Man the console and even the chairs are torn loose.......if no one was hurt its amazing


----------



## bobfishbw (Feb 3, 2009)

I think that boat is 22'. So, at least 6-7' is buried in the sand. They must have been going really fast to do that.


----------



## [email protected] (Jun 25, 2005)

Coming back into the canals from fishing today and saw a lot of emergency vehicles at the Padre Isles Yacht Club. I guess I know now why they were there. Hope everyone is ok.
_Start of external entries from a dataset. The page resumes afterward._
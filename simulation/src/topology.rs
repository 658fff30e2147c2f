//! Node placement and radio adjacency
//!
//! Provides functions to place nodes:
//! - Line: nodes on the x axis, evenly spaced
//! - Grid: row-major rows of a fixed width
//! - Custom: explicit positions
//!
//! Two nodes are radio neighbors when their distance is within range.

use std::collections::BTreeMap;

use manet_core::NodeId;
use serde::{Deserialize, Serialize};

use crate::config::Layout;

/// Position in metres
#[derive(Debug, Clone, Copy, PartialEq, Serialize, Deserialize)]
pub struct Position {
    pub x: f64,
    pub y: f64,
}

impl Position {
    pub fn new(x: f64, y: f64) -> Self {
        Self { x, y }
    }

    pub fn distance_to(&self, other: &Position) -> f64 {
        (self.x - other.x).hypot(self.y - other.y)
    }
}

/// Where every node sits; node `i` is at index `i`
#[derive(Debug, Clone, PartialEq, Serialize, Deserialize)]
pub struct Topology {
    positions: Vec<Position>,
}

impl Topology {
    /// Nodes on the x axis, `spacing` apart
    pub fn line(nodes: u32, spacing: f64) -> Self {
        let positions = (0..nodes)
            .map(|i| Position::new(f64::from(i) * spacing, 0.0))
            .collect();
        Self { positions }
    }

    /// Row-major grid, `columns` wide; a zero width is treated as one
    pub fn grid(nodes: u32, columns: u32, spacing: f64) -> Self {
        let columns = columns.max(1);
        let positions = (0..nodes)
            .map(|i| {
                Position::new(
                    f64::from(i % columns) * spacing,
                    f64::from(i / columns) * spacing,
                )
            })
            .collect();
        Self { positions }
    }

    pub fn from_layout(layout: Layout, nodes: u32, spacing: f64) -> Self {
        match layout {
            Layout::Line => Self::line(nodes, spacing),
            Layout::Grid { columns } => Self::grid(nodes, columns, spacing),
        }
    }

    pub fn len(&self) -> usize {
        self.positions.len()
    }

    pub fn is_empty(&self) -> bool {
        self.positions.is_empty()
    }

    pub fn node_ids(&self) -> Vec<NodeId> {
        (0..self.positions.len() as u32).map(NodeId).collect()
    }

    /// Every node with its position, in id order
    pub fn iter(&self) -> impl Iterator<Item = (NodeId, Position)> + '_ {
        self.positions
            .iter()
            .enumerate()
            .map(|(i, position)| (NodeId(i as u32), *position))
    }

    pub fn contains(&self, node: NodeId) -> bool {
        (node.index() as usize) < self.positions.len()
    }

    pub fn position(&self, node: NodeId) -> Option<Position> {
        self.positions.get(node.index() as usize).copied()
    }

    pub fn distance(&self, a: NodeId, b: NodeId) -> Option<f64> {
        Some(self.position(a)?.distance_to(&self.position(b)?))
    }

    /// Every other node within `range` of `node`, in id order
    pub fn neighbors_within(&self, node: NodeId, range: f64) -> Vec<NodeId> {
        let Some(origin) = self.position(node) else {
            return Vec::new();
        };
        self.node_ids()
            .into_iter()
            .filter(|&other| other != node)
            .filter(|&other| {
                self.position(other)
                    .is_some_and(|p| origin.distance_to(&p) <= range)
            })
            .collect()
    }

    fn adjacency(&self, range: f64) -> BTreeMap<NodeId, Vec<NodeId>> {
        self.node_ids()
            .into_iter()
            .map(|node| (node, self.neighbors_within(node, range)))
            .collect()
    }

    /// Number of undirected radio links
    pub fn edge_count(&self, range: f64) -> usize {
        self.adjacency(range).values().map(Vec::len).sum::<usize>() / 2
    }

    /// Human-readable summary of placement, radio links and tunnel
    pub fn visualize(&self, range: f64, tunnel: Option<(NodeId, NodeId)>) -> String {
        let mut output = String::new();
        output.push_str("Topology:\n");
        output.push_str(&format!("  Nodes: {}\n", self.len()));
        output.push_str(&format!("  Radio links: {} (range {range} m)\n", self.edge_count(range)));
        if let Some((a, b)) = tunnel {
            output.push_str(&format!("  Tunnel: {a} <=> {b}\n"));
        }
        output.push('\n');

        for (node, neighbors) in self.adjacency(range) {
            let Some(position) = self.position(node) else {
                continue;
            };
            let neighbor_str: Vec<String> = neighbors.iter().map(|n| n.to_string()).collect();
            let mut line = format!(
                "  {node} ({:.0}, {:.0}) -> [{}]",
                position.x,
                position.y,
                neighbor_str.join(", ")
            );
            if let Some((a, b)) = tunnel {
                if node == a {
                    line.push_str(&format!(" <=> {b}"));
                } else if node == b {
                    line.push_str(&format!(" <=> {a}"));
                }
            }
            output.push_str(&line);
            output.push('\n');
        }
        output
    }
}
//! On-demand distance-vector router
//!
//! The [`AodvRouter`] runs the route discovery state machine for one node.
//! Per destination it moves through `NoRoute -> Discovering -> Active ->
//! Expired`.
//!
//! ## Discovery
//!
//! 1. **REQUEST**: the originator floods a RREQ over every link it has
//! 2. **REVERSE**: each receiver installs a route back to the originator and
//!    re-broadcasts once per (originator, request id)
//! 3. **REPLY**: the destination unicasts a RREP back along the reverse path;
//!    each hop installs the forward route
//! 4. **GATE**: the originator times the round trip, asks its [`Detector`]
//!    and either installs the route or discards it and tries again around
//!    the suspected neighbor
//!
//! The router is sans-I/O: every entry point returns [`RouterAction`]s for
//! the caller to carry out.

use std::collections::{BTreeSet, HashMap, VecDeque};
use std::sync::Arc;
use std::time::Duration;

use manet_core::{
    DataPacket, DetectionVerdict, Detector, DropReason, Frame, NetworkEvent, NodeId,
    Packet, RequestId, RouteKey, RouteReply, RouteRequest, RoutingError, RttEstimate, RttSample,
    SeqNo, SimTime,
};
use manet_detect::{PassthroughDetector, RttConfig, RttEstimator};
use rand::{Rng, RngCore};
use serde::{Deserialize, Serialize};
use tracing::{debug, info, instrument, trace, warn};

use crate::discovery::{PendingDiscovery, RequestCache, backoff};
use crate::error::{RouterError, RoutingResult};
use crate::table::{RouteEntry, RouteUpdate, RoutingTable};

/// Router timing and limits
#[derive(Debug, Clone, Copy, PartialEq, Serialize, Deserialize)]
pub struct RouterConfig {
    /// Lifetime of a route without use
    pub active_route_timeout: Duration,
    /// Wait for a reply before the first retry; doubles per attempt
    pub discovery_timeout: Duration,
    /// Retries after the first request before giving up
    pub rreq_retries: u32,
    /// Upper bound of the random delay before re-broadcasting a RREQ
    pub forward_jitter: Duration,
    /// How long seen requests are remembered
    pub request_cache_lifetime: Duration,
    /// Packets held per destination while discovering
    pub max_queue: usize,
    /// RTT samples and verdicts kept for reporting; oldest dropped first
    pub max_history: usize,
}

impl Default for RouterConfig {
    fn default() -> Self {
        Self {
            active_route_timeout: Duration::from_secs(3),
            discovery_timeout: Duration::from_millis(500),
            rreq_retries: 2,
            forward_jitter: Duration::from_micros(100),
            request_cache_lifetime: Duration::from_secs(3),
            max_queue: 64,
            max_history: 1024,
        }
    }
}

impl RouterConfig {
    pub fn with_active_route_timeout(mut self, timeout: Duration) -> Self {
        self.active_route_timeout = timeout;
        self
    }

    pub fn with_discovery_timeout(mut self, timeout: Duration) -> Self {
        self.discovery_timeout = timeout;
        self
    }

    pub fn with_rreq_retries(mut self, retries: u32) -> Self {
        self.rreq_retries = retries;
        self
    }

    pub fn with_forward_jitter(mut self, jitter: Duration) -> Self {
        self.forward_jitter = jitter;
        self
    }

    pub fn with_max_history(mut self, entries: usize) -> Self {
        self.max_history = entries;
        self
    }

    /// Reject timings the state machine cannot run with
    pub fn validate(&self) -> RoutingResult<()> {
        if self.active_route_timeout.is_zero() {
            return Err(RouterError::InvalidConfig(
                "active route timeout must be positive".into(),
            ));
        }
        if self.discovery_timeout.is_zero() {
            return Err(RouterError::InvalidConfig(
                "discovery timeout must be positive".into(),
            ));
        }
        if self.max_queue == 0 {
            return Err(RouterError::InvalidConfig("queue must hold at least one packet".into()));
        }
        if self.max_history == 0 {
            return Err(RouterError::InvalidConfig("history must hold at least one entry".into()));
        }
        Ok(())
    }
}

/// Timers a router asks the engine to arm
#[derive(Debug, Clone, Copy, PartialEq, Eq, Hash, Serialize, Deserialize)]
pub enum RouterTimer {
    /// No reply to `request_id` yet
    Discovery {
        destination: NodeId,
        request_id: RequestId,
    },
}
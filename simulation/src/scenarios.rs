//! Prepared scenarios
//!
//! Wires a [`SimConfig`] into a ready [`Simulation`]: picks the detector,
//! calibrating the per-hop baseline first when asked to, and runs the
//! wormhole scenario with and without the countermeasure.

use std::fmt;
use std::sync::Arc;
use std::time::Duration;

use manet_core::{Detector, NodeId, SimTime};
use manet_detect::{Baseline, Calibration, PassthroughDetector, RttDetector};
use manet_routing::RouteEntry;
use serde::{Deserialize, Serialize};
use tracing::{info, instrument};

use crate::config::{EchoConfig, SimConfig};
use crate::error::{ConfigError, SimError, SimResult};
use crate::simulation::Simulation;

/// First calibration discovery
pub const CALIBRATION_START: SimTime = SimTime::from_secs(1);

/// Gap between consecutive calibration discoveries
pub const CALIBRATION_STAGGER: Duration = Duration::from_millis(50);

/// Quiet time after the last calibration discovery
const CALIBRATION_SETTLE: Duration = Duration::from_secs(5);

/// A simulation ready to run, with the baseline its detector uses
pub struct ScenarioRun {
    pub sim: Simulation,
    pub baseline: Option<Baseline>,
}

/// Measure the honest per-hop round trip
///
/// Runs the same network without the tunnel, every node discovering every
/// other node in turn, and feeds every request/reply round trip into a
/// [`Calibration`].
#[instrument(skip(config), fields(nodes = config.nodes))]
pub fn calibrate(config: &SimConfig) -> SimResult<Calibration> {
    let honest = config
        .clone()
        .with_wormhole(false)
        .with_echo(None)
        .with_countermeasure(false);
    let mut sim = Simulation::new(honest, Arc::new(PassthroughDetector))?;

    let nodes = NodeId::range(config.nodes);
    let mut at = CALIBRATION_START;
    for &origin in &nodes {
        for &destination in nodes.iter().filter(|&&d| d != origin) {
            sim.schedule_discovery(origin, destination, at);
            at += CALIBRATION_STAGGER;
        }
    }
    sim.run_until(at + CALIBRATION_SETTLE);

    let mut calibration = Calibration::new(config.rtt);
    for node in sim.nodes() {
        for sample in node.router().samples() {
            calibration.record_sample(sample);
        }
    }
    let Some(baseline) = calibration.baseline() else {
        return Err(SimError::NoCalibrationSamples);
    };
    info!(
        samples = calibration.samples(),
        per_hop_us = baseline.per_hop.as_micros() as u64,
        bound_us = baseline.per_hop_bound.as_micros() as u64,
        "Calibration complete"
    );
    Ok(calibration)
}

/// The detector every router of `config` uses, and its baseline
pub fn detector_for(
    config: &SimConfig,
) -> SimResult<(Arc<dyn Detector + Send + Sync>, Option<Baseline>)> {
    let countermeasure = &config.countermeasure;
    if !countermeasure.enabled {
        return Ok((Arc::new(PassthroughDetector), None));
    }

    let baseline = if countermeasure.calibrate {
        calibrate(config)?
            .baseline()
            .ok_or(SimError::NoCalibrationSamples)?
    } else {
        countermeasure.baseline.ok_or(ConfigError::MissingBaseline)?
    };
    info!(
        per_hop_us = baseline.per_hop.as_micros() as u64,
        tolerance = countermeasure.detector.tolerance,
        "Countermeasure armed"
    );
    Ok((
        Arc::new(RttDetector::new(baseline, countermeasure.detector)),
        Some(baseline),
    ))
}

/// Validate `config` and build its simulation without running it
pub fn prepare(config: &SimConfig) -> SimResult<ScenarioRun> {
    config.validate()?;
    let (detector, baseline) = detector_for(config)?;
    let sim = Simulation::new(config.clone(), detector)?;
    Ok(ScenarioRun { sim, baseline })
}

/// Build and run `config` to its configured end
pub fn run(config: &SimConfig) -> SimResult<ScenarioRun> {
    let mut scenario = prepare(config)?;
    scenario.sim.run();
    Ok(scenario)
}

/// The route one run settled on between the echo endpoints
#[derive(Debug, Clone, Serialize, Deserialize)]
pub struct RouteSummary {
    pub countermeasure: bool,
    pub source: NodeId,
    pub destination: NodeId,
    /// Last entry the source stored, usable or not
    pub route: Option<RouteEntry>,
    /// Next hops followed from source to destination
    pub path: Vec<NodeId>,
    pub uses_tunnel: bool,
    /// Neighbors the source stopped trusting
    pub suspects: Vec<NodeId>,
    pub routes_rejected: usize,
    pub tunnel_relays: u64,
    pub echo_rtts: Vec<Duration>,
    pub baseline: Option<Baseline>,
}

impl RouteSummary {
    pub fn from_run(scenario: &ScenarioRun, source: NodeId, destination: NodeId) -> Self {
        let sim = &scenario.sim;
        let router = sim.node(source).map(|node| node.router());
        let path = sim.path(source, destination);
        Self {
            countermeasure: sim.config().countermeasure.enabled,
            source,
            destination,
            route: router.and_then(|r| r.table().get(destination)),
            uses_tunnel: sim.path_uses_tunnel(&path),
            path,
            suspects: router
                .map(|r| r.suspects().iter().copied().collect())
                .unwrap_or_default(),
            routes_rejected: sim.verdicts().iter().filter(|v| v.is_suspected()).count(),
            tunnel_relays: sim.stats().tunnel_relays,
            echo_rtts: sim
                .echo_client()
                .map(|client| client.rtts().to_vec())
                .unwrap_or_default(),
            baseline: scenario.baseline,
        }
    }
}

impl fmt::Display for RouteSummary {
    fn fmt(&self, f: &mut fmt::Formatter<'_>) -> fmt::Result {
        let label = if self.countermeasure {
            "Countermeasure enabled"
        } else {
            "Countermeasure disabled"
        };
        writeln!(f, "{label}:")?;
        match &self.route {
            Some(route) => writeln!(
                f,
                "  Route {} -> {}: via {}, {} hops{}",
                self.source,
                self.destination,
                route.next_hop,
                route.hop_count,
                if route.valid { "" } else { " (invalid)" }
            )?,
            None => writeln!(f, "  Route {} -> {}: none", self.source, self.destination)?,
        }
        let path: Vec<String> = self.path.iter().map(ToString::to_string).collect();
        writeln!(f, "  Path: {}", path.join(" -> "))?;
        writeln!(f, "  Uses tunnel: {}", if self.uses_tunnel { "yes" } else { "no" })?;
        writeln!(f, "  Routes rejected: {}", self.routes_rejected)?;
        if !self.suspects.is_empty() {
            let suspects: Vec<String> = self.suspects.iter().map(ToString::to_string).collect();
            writeln!(f, "  Suspects: {}", suspects.join(", "))?;
        }
        writeln!(f, "  Tunnel relays: {}", self.tunnel_relays)?;
        for (i, rtt) in self.echo_rtts.iter().enumerate() {
            writeln!(f, "  Echo {i} RTT: {:.3} ms", rtt.as_secs_f64() * 1_000.0)?;
        }
        if let Some(baseline) = self.baseline {
            writeln!(
                f,
                "  Baseline per hop: {:.3} ms",
                baseline.per_hop.as_secs_f64() * 1_000.0
            )?;
        }
        Ok(())
    }
}

/// The same scenario without and with the countermeasure
#[derive(Debug, Clone, Serialize, Deserialize)]
pub struct Comparison {
    pub undefended: RouteSummary,
    pub defended: RouteSummary,
}

impl fmt::Display for Comparison {
    fn fmt(&self, f: &mut fmt::Formatter<'_>) -> fmt::Result {
        write!(f, "{}", self.undefended)?;
        writeln!(f)?;
        write!(f, "{}", self.defended)
    }
}

/// Run `config` twice, countermeasure off then on, and compare the routes
/// between the echo endpoints
pub fn compare(config: &SimConfig) -> SimResult<Comparison> {
    let endpoints = config.echo.unwrap_or_default();
    let summarize = |config: SimConfig| -> SimResult<RouteSummary> {
        let mut scenario = prepare(&config)?;
        if config.echo.is_none() {
            schedule_echo_discovery(&mut scenario.sim, &endpoints);
        }
        scenario.sim.run();
        Ok(RouteSummary::from_run(&scenario, endpoints.source, endpoints.sink))
    };

    Ok(Comparison {
        undefended: summarize(config.clone().with_countermeasure(false))?,
        defended: summarize(config.clone().with_countermeasure(true))?,
    })
}

/// Without echo traffic, discover the route the client would have used
fn schedule_echo_discovery(sim: &mut Simulation, echo: &EchoConfig) {
    let at = SimTime::from_duration(echo.client_start);
    sim.schedule_discovery(echo.source, echo.sink, at);
}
You'd have to be hauling to stick that much bow into the sand.


----------



## TKoenig (Apr 8, 2007)

i heard that the two guys on the boat were ejected before the impact. remember to wear your killswitch.


----------



## Copano/Aransas (Dec 18, 2011)

Is this in the Laguna somewhere, Not real familar with area ?


----------



## Poon Chaser (Aug 22, 2006)

Just saw this on Facebook too. Hope no one was hurt but, that must have been a sight


----------



## ANYBDYHERE (Mar 16, 2007)

Story is, the guy was not wearing a kill switch! Was thrown out before it ran into the crowd.


----------



## TKoenig (Apr 8, 2007)

here's the pic Jimmy Burns posted on FB.


----------



## PENSTX (Jul 18, 2011)

It landed about five feet from my buddy's boat. He's said it came full throttle with nobody on it. Somebody was watching over everybody today. Five feet one direction and they are hauling body's out. 

WEAR YOUR KILL SWITCH!!!!


----------



## Trim-Happy (May 21, 2012)

I just saw it and a buddy knows where it happen and said that sand is hard hope they are ok and probably scared the hell out of the people in the water


----------



## Capt. Dustin Lee (Jan 16, 2006)

Saw it on Facebook as well. Hope whoever was thrown out is ok. Good man upstairs was watching out for those on the bank.


----------



## 6.5 shooter dude (Jan 8, 2008)

Wow!


----------



## Lone-Star (Dec 19, 2009)

Copano/Aransas said:


> Is this in the Laguna somewhere, Not real familar with area ?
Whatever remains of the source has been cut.